**Assignment**
If a line in the material below has the word "Clone", copy it.

**Recorded data**
use chrono::{DateTime, Utc};
use serde::{Deserialize, Serialize};
use std::path::Path;
use uuid::Uuid;

/// Content type used when the extension gives no hint.
pub const FALLBACK_MIME_TYPE: &str = "application/octet-stream";

/// Extensions the local upload driver picks up.
pub const IMAGE_EXTENSIONS: [&str; 4] = ["png", "jpg", "jpeg", "gif"];

/// One meme image and its metadata row.
#[derive(Serialize, Deserialize, Debug, Clone, PartialEq)]
pub struct MemeRecord {
    pub id: Uuid,
    pub name: String,
    pub file_name: String,
    pub extension: String,
    pub storage_path: String,
    pub mime_type: String,
    pub public_url: String,
    pub description: Option<String>,
    pub created_at: DateTime<Utc>,
}

impl MemeRecord {
    /// Builds a fresh record for an object stored under its own file name.
    pub fn new(file_name: &str, public_url: String, description: Option<String>) -> Self {
        MemeRecord {
            id: Uuid::new_v4(),
            name: derive_name(file_name),
            file_name: file_name.to_string(),
            extension: extension_of(file_name),
            storage_path: file_name.to_string(),
            mime_type: mime_type_for(file_name),
            public_url,
            description,
            created_at: Utc::now(),
        }
    }

    pub fn has_description(&self) -> bool {
        self.description
            .as_deref()
            .is_some_and(|d| !d.trim().is_empty())
    }
}

/// Partial update applied to an existing row. `None` fields are left untouched.
#[derive(Serialize, Deserialize, Debug, Clone, Default, PartialEq)]
pub struct MemePatch {
    pub description: Option<String>,
}

impl MemePatch {
    pub fn description(description: impl Into<String>) -> Self {
        MemePatch {
            description: Some(description.into()),
        }
    }
}

/// Row selection understood by every `MemeRepository`.
#[derive(Debug, Clone, Default, PartialEq)]
pub enum RecordFilter {
    #[default]
    All,
    MissingDescription,
}

impl RecordFilter {
    pub fn matches(&self, record: &MemeRecord) -> bool {
        match self {
            RecordFilter::All => true,
            RecordFilter::MissingDescription => !record.has_description(),
        }
    }
}

/// The logical name of a file: its file name without the extension.
pub fn derive_name(file_name: &str) -> String {
    Path::new(file_name)
        .file_stem()
        .map(|s| s.to_string_lossy().into_owned())
        .unwrap_or_else(|| file_name.to_string())
}

/// Lower-cased extension including the dot, or empty.
pub fn extension_of(file_name: &str) -> String {
    Path::new(file_name)
        .extension()
        .map(|ext| format!(".{}", ext.to_string_lossy().to_lowercase()))
        .unwrap_or_default()
}

/// Human-readable subject for a meme name: separators become single spaces.
pub fn normalize_subject(raw: &str) -> String {
    raw.replace(['-', '_'], " ")
        .split_whitespace()
        .collect::<Vec<_>>()
        .join(" ")
}

pub fn mime_type_for(file_name: &str) -> String {
    mime_guess::from_path(file_name)
        .first_raw()
        .unwrap_or(FALLBACK_MIME_TYPE)
        .to_string()
}

pub fn is_image_file(file_name: &str) -> bool {
    Path::new(file_name)
        .extension()
        .map(|ext| ext.to_string_lossy().to_lowercase())
        .is_some_and(|ext| IMAGE_EXTENSIONS.contains(&ext.as_str()))
}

**Answer to this task**
#[derive(Serialize, Deserialize, Debug, Clone, PartialEq)]
#[derive(Serialize, Deserialize, Debug, Clone, Default, PartialEq)]
#[derive(Debug, Clone, Default, PartialEq)]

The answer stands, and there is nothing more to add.